* _Task description_:
From the first line of the data below through the line holding "created the export", write out each line exactly as it stands.

(Stored items)

——

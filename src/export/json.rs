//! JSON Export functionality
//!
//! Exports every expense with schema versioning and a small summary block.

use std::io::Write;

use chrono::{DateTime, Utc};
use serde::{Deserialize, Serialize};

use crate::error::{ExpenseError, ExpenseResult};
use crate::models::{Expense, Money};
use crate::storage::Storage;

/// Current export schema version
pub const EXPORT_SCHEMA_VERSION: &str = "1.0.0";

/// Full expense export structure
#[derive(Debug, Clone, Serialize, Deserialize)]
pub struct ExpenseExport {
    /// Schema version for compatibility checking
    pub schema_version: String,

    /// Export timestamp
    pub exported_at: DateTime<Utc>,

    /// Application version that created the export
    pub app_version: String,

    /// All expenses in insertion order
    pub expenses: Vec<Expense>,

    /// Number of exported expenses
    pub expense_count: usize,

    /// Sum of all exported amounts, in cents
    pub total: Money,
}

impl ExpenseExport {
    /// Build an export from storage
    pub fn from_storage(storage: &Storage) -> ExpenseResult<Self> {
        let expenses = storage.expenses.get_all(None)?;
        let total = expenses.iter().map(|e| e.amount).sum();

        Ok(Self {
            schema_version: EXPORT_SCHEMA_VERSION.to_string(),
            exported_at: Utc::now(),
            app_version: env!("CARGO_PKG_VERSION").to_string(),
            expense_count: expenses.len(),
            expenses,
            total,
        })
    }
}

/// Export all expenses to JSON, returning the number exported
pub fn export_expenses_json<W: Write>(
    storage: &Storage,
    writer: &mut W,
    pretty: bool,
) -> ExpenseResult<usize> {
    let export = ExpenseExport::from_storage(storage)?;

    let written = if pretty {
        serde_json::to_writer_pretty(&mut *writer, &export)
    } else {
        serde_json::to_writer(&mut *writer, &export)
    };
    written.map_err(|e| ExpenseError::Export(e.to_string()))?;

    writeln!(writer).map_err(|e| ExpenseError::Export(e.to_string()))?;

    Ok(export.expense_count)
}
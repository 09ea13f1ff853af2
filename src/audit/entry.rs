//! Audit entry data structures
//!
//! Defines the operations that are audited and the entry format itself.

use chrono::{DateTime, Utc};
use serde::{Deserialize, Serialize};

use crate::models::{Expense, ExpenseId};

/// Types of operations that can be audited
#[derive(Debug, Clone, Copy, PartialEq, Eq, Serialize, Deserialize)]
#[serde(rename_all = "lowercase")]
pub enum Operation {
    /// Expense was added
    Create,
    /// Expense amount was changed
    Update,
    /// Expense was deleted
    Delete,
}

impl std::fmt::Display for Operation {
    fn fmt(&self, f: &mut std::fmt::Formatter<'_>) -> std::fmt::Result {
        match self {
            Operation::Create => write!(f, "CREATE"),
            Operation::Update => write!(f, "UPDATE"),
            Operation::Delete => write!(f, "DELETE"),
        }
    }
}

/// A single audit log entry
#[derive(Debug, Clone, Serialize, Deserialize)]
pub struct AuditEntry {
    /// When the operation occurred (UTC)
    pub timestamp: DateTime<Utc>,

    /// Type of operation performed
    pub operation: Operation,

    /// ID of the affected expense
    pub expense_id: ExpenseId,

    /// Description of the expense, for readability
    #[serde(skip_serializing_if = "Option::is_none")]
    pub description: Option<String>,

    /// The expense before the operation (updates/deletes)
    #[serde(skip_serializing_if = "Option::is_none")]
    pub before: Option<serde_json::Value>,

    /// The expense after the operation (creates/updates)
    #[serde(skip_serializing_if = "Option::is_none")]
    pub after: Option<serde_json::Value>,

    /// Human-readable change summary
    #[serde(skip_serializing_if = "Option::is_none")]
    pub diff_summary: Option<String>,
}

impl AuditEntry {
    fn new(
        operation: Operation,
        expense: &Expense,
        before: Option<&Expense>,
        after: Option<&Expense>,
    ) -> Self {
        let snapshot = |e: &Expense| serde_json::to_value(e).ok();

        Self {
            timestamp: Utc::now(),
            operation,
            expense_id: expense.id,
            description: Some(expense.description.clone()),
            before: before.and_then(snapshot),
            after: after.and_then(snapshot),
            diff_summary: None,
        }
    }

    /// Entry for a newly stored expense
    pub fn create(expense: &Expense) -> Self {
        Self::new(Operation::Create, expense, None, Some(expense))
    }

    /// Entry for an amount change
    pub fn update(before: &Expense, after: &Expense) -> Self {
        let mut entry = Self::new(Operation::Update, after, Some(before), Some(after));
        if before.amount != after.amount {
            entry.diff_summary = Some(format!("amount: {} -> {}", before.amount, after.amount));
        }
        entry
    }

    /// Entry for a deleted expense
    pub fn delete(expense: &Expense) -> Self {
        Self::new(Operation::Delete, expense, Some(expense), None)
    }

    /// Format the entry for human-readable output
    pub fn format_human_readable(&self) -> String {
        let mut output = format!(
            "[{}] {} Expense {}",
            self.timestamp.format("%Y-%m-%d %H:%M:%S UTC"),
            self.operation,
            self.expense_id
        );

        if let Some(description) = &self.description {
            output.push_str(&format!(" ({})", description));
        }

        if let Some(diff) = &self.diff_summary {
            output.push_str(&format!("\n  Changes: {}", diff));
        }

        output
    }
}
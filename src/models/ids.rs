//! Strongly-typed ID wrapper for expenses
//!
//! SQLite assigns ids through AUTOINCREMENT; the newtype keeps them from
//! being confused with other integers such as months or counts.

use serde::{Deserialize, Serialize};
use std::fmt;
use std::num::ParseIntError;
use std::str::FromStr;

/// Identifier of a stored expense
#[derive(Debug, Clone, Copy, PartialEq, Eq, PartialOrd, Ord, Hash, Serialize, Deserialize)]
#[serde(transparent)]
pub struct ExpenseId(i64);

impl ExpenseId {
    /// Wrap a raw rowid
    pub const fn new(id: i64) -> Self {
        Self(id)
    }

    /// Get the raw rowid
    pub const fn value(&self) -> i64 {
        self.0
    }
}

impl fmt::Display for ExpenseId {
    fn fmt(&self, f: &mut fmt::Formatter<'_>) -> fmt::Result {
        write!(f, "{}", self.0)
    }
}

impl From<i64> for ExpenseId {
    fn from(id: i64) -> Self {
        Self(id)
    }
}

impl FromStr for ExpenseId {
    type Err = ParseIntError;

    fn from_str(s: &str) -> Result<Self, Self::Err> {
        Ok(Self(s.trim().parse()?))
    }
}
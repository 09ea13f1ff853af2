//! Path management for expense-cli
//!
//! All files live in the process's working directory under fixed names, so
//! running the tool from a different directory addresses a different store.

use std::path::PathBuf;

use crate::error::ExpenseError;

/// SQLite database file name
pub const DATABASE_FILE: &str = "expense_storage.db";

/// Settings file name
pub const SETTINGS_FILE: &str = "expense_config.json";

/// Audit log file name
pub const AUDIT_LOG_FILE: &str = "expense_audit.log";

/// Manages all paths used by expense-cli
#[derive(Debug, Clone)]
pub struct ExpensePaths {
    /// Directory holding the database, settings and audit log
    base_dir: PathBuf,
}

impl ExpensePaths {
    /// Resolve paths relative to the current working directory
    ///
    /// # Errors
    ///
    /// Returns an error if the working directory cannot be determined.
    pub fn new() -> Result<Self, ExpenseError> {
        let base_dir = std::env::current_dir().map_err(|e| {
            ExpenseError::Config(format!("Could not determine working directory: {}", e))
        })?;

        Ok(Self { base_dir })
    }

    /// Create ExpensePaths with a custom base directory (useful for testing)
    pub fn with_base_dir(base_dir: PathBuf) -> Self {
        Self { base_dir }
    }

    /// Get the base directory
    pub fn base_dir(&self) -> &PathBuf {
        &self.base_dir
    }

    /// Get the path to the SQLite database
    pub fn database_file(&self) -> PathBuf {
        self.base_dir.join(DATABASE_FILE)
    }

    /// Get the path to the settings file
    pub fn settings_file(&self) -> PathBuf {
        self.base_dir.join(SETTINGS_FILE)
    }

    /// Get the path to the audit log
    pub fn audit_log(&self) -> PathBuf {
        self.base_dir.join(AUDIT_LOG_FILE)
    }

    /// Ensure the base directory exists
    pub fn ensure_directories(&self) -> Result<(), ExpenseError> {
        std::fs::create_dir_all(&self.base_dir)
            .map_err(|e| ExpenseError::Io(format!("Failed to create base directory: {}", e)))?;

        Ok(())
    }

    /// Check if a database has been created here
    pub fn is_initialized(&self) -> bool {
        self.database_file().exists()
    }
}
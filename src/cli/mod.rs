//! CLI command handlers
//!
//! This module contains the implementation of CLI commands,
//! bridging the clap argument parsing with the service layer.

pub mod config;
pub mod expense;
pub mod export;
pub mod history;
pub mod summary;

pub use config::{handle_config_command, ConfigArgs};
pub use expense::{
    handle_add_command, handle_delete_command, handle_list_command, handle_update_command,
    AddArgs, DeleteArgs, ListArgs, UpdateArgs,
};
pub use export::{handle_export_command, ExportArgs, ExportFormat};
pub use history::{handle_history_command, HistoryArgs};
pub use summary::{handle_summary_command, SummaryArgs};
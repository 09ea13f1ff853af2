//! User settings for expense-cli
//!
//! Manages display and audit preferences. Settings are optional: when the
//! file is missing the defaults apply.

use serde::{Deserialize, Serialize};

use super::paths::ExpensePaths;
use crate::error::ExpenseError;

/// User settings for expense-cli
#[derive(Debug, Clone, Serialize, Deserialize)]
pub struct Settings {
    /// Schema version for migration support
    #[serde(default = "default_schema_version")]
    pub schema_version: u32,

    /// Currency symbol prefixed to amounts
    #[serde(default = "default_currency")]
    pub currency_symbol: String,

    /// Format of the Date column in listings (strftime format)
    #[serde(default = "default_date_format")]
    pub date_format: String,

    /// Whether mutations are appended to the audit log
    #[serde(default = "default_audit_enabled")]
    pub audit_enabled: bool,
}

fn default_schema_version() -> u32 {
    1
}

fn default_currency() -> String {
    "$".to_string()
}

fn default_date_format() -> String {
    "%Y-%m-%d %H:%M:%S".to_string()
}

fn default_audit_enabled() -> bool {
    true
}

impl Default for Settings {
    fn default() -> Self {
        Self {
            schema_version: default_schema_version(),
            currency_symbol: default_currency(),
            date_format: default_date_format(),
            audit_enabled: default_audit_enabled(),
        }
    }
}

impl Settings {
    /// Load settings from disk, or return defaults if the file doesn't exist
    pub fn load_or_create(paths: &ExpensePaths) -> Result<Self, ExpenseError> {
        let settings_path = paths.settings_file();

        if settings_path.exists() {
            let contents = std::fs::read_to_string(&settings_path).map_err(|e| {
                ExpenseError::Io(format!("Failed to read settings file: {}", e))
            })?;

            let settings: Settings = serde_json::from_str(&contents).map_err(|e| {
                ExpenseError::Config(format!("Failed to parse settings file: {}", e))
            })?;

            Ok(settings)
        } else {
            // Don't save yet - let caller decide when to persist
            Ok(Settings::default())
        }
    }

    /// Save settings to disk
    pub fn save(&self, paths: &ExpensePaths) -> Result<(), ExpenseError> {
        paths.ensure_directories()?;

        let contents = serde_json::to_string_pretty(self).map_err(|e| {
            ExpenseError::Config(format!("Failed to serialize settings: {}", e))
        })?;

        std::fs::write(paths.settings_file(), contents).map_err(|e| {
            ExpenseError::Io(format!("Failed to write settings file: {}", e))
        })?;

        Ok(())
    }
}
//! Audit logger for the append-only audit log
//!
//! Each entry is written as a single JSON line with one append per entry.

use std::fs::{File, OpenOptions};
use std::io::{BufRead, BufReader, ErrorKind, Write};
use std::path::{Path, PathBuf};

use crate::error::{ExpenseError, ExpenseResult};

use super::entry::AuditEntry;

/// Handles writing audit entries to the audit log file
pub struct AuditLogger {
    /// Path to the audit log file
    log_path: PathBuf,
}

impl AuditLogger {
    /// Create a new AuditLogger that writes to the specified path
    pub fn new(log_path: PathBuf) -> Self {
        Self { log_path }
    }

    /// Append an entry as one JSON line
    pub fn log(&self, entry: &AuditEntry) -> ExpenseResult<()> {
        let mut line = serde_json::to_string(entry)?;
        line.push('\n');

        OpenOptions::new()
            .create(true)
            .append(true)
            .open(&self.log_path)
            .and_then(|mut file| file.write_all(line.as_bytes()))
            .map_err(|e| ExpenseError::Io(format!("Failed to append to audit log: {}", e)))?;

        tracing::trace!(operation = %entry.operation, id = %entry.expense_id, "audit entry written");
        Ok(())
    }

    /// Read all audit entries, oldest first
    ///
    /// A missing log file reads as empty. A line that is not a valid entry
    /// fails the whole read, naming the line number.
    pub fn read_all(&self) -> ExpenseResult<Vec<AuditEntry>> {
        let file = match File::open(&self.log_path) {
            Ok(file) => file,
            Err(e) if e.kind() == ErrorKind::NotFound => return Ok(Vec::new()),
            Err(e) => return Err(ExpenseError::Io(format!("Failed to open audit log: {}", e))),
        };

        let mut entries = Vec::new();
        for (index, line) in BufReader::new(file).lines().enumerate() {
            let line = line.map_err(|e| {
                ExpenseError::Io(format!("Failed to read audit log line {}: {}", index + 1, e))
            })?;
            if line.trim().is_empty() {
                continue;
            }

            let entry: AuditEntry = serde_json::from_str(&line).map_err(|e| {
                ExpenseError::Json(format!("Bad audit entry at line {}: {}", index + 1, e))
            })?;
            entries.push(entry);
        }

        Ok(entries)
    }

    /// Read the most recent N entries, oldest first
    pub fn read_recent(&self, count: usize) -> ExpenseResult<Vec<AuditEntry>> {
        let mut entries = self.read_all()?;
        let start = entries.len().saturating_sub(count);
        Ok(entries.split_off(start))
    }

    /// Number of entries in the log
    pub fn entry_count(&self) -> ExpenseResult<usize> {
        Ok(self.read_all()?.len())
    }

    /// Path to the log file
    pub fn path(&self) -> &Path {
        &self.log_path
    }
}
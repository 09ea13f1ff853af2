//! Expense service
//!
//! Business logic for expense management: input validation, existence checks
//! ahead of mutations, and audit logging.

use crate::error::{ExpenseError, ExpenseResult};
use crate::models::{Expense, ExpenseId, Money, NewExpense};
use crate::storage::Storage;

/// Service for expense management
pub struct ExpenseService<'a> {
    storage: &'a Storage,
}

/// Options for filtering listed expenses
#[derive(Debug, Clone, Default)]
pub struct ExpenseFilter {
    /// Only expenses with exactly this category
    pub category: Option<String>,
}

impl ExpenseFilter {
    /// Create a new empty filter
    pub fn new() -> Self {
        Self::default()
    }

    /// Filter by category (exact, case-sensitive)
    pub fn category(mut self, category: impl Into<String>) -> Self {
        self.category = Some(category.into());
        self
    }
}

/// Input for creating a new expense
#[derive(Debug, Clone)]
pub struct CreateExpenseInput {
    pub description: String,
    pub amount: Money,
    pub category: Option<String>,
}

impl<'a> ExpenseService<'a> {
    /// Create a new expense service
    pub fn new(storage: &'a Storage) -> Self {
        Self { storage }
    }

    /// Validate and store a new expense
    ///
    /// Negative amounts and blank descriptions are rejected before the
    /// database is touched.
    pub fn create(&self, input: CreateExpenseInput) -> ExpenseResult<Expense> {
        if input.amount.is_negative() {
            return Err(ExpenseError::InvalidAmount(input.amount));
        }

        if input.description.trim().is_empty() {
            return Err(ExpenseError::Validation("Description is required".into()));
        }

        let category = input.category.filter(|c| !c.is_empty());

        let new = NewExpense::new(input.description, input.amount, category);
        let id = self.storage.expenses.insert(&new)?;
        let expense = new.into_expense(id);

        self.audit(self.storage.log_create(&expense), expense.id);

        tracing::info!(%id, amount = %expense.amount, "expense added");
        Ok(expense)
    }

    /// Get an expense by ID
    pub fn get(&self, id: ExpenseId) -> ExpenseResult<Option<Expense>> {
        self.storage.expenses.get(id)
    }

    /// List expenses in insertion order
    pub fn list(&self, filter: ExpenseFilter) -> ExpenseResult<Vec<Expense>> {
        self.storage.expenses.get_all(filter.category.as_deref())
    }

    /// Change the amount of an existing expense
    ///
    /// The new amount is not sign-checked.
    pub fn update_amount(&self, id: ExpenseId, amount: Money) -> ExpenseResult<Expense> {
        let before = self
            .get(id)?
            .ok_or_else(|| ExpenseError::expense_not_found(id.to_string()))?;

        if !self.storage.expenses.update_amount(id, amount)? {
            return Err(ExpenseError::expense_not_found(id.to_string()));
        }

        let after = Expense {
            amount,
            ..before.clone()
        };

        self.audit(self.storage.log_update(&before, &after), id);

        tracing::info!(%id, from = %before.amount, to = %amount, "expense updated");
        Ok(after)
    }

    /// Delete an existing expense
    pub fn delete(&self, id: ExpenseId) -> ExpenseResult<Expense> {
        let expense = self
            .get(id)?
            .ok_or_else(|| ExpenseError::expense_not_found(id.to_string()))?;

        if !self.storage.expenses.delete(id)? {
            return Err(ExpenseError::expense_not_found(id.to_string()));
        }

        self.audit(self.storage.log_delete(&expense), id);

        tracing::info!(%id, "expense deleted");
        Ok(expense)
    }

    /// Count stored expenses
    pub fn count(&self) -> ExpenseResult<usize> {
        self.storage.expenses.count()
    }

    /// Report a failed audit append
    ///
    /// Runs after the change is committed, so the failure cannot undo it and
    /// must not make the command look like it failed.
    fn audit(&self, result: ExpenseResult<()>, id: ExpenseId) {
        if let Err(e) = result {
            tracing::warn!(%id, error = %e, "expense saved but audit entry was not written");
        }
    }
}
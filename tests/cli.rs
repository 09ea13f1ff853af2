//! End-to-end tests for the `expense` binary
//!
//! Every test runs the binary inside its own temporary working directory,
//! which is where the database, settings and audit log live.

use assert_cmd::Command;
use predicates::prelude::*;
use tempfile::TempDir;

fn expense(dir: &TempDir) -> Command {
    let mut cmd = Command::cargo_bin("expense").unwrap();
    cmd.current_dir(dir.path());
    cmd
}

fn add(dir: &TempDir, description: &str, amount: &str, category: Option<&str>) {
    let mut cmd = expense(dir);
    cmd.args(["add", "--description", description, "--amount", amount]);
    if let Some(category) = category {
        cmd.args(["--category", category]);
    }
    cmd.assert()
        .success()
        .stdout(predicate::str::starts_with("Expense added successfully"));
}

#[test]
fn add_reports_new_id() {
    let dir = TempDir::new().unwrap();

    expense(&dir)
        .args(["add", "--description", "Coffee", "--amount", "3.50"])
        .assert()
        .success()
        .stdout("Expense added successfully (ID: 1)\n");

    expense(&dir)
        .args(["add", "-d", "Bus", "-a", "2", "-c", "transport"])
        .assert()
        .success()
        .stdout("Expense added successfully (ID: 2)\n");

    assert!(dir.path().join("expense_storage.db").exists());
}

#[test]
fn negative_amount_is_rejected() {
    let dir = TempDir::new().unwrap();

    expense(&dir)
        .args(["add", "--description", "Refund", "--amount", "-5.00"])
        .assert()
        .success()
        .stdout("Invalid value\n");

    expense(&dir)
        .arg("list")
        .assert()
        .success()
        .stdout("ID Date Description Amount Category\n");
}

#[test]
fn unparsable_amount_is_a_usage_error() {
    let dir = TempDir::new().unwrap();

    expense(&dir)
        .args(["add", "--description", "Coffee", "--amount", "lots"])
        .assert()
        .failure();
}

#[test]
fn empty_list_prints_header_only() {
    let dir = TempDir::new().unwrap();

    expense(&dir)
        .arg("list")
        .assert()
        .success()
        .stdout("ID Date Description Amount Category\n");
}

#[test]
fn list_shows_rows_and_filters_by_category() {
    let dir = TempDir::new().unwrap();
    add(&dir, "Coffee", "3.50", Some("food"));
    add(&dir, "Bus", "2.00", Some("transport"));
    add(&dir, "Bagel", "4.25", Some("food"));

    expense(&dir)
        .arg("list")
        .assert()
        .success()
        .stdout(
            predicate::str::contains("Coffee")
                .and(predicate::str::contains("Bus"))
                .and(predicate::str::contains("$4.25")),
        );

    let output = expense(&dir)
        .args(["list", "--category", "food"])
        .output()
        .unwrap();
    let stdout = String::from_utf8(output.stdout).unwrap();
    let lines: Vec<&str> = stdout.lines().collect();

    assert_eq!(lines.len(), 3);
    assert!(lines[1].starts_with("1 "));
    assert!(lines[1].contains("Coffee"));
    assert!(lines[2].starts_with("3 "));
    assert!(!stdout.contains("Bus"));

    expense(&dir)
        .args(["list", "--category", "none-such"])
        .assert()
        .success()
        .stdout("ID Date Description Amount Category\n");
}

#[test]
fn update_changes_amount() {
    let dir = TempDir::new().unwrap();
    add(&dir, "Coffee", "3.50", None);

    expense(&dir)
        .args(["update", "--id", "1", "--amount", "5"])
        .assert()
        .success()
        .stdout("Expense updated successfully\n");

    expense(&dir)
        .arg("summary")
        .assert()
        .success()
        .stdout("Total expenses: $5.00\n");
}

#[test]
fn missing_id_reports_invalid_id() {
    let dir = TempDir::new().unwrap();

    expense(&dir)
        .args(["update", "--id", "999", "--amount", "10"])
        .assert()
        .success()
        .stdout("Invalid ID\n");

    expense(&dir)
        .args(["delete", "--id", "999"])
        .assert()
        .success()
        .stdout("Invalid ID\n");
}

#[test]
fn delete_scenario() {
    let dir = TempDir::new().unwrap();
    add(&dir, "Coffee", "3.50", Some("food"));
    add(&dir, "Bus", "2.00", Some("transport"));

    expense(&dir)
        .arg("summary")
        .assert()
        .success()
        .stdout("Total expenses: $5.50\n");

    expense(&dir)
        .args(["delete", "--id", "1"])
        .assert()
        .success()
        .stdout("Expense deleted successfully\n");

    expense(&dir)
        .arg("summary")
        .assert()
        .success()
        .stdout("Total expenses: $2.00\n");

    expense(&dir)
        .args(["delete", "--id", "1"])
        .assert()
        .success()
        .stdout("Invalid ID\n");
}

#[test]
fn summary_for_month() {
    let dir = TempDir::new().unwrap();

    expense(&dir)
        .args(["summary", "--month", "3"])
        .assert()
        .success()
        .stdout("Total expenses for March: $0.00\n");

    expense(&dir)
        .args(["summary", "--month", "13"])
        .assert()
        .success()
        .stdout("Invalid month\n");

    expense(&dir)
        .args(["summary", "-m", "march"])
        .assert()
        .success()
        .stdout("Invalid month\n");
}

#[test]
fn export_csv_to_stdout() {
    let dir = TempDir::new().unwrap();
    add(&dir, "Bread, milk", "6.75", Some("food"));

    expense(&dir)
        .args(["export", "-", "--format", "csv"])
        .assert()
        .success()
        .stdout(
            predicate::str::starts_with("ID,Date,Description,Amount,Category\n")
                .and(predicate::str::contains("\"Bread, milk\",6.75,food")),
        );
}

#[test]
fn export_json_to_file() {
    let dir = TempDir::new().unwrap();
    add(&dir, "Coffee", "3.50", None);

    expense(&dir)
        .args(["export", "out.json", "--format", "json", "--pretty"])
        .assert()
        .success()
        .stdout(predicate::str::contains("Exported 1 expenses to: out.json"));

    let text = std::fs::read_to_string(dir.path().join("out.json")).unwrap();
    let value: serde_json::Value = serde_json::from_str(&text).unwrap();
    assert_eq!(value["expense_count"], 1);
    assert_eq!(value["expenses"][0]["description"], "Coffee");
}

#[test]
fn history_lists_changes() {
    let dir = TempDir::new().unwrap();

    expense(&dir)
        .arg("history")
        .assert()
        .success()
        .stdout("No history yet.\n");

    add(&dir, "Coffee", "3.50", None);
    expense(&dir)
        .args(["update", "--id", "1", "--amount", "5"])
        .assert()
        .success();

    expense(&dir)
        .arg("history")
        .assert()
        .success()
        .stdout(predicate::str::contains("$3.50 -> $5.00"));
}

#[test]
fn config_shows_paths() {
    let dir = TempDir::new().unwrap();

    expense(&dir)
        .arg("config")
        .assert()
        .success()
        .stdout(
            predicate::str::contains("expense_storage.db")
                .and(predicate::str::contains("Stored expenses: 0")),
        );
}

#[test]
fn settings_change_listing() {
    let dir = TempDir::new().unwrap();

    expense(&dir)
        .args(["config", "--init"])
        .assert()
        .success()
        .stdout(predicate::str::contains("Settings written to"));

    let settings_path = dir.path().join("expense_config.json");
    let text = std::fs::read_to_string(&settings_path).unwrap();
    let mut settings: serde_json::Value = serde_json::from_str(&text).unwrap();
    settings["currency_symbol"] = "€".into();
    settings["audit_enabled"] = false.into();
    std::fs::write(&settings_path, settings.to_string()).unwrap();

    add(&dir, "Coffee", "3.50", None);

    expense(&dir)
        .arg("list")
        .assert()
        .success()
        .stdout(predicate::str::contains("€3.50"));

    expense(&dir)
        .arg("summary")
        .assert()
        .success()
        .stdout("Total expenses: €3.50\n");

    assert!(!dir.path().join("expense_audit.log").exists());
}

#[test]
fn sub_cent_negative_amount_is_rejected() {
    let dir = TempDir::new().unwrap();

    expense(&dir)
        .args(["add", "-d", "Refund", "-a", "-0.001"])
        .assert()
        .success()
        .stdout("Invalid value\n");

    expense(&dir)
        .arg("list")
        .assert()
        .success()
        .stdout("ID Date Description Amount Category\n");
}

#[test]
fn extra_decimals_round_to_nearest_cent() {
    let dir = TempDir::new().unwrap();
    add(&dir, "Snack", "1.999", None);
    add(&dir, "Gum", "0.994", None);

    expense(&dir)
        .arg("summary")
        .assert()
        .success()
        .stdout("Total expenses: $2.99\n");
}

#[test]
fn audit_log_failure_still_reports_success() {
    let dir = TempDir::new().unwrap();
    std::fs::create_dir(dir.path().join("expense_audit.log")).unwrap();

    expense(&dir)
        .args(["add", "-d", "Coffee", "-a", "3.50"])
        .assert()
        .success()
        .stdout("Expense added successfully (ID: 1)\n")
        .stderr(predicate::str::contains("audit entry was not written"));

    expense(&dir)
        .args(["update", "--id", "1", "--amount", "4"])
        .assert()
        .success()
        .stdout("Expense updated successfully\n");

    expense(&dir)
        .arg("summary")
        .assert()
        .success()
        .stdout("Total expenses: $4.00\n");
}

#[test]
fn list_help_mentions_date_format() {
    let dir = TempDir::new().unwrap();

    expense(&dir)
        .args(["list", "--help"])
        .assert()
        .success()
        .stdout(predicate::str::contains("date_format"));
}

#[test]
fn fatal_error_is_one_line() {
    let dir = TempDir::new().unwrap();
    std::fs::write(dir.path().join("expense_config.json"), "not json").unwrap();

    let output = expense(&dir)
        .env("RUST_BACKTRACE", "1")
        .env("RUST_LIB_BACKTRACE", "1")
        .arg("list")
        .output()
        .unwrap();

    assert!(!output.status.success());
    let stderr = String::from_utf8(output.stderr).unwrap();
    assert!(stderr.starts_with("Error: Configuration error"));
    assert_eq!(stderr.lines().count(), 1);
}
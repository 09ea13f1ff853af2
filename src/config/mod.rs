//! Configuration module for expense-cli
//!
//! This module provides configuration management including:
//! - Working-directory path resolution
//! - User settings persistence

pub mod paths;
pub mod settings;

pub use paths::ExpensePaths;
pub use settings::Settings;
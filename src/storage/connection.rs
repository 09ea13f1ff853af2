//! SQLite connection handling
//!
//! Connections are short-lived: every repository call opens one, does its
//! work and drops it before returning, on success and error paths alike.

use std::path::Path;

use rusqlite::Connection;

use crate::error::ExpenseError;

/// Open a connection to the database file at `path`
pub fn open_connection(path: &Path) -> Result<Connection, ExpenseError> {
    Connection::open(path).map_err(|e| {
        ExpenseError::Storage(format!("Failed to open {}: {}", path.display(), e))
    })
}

——

* _Task response_:
filename src/export/json.rs
//! JSON Export functionality
//!
//! Exports every expense with schema versioning and a small summary block.

use std::io::Write;

use chrono::{DateTime, Utc};
use serde::{Deserialize, Serialize};

use crate::error::{ExpenseError, ExpenseResult};
use crate::models::{Expense, Money};
use crate::storage::Storage;

/// Current export schema version
pub const EXPORT_SCHEMA_VERSION: &str = "1.0.0";

/// Full expense export structure
#[derive(Debug, Clone, Serialize, Deserialize)]
pub struct ExpenseExport {
    /// Schema version for compatibility checking
    pub schema_version: String,

    /// Export timestamp
    pub exported_at: DateTime<Utc>,

    /// Application version that created the export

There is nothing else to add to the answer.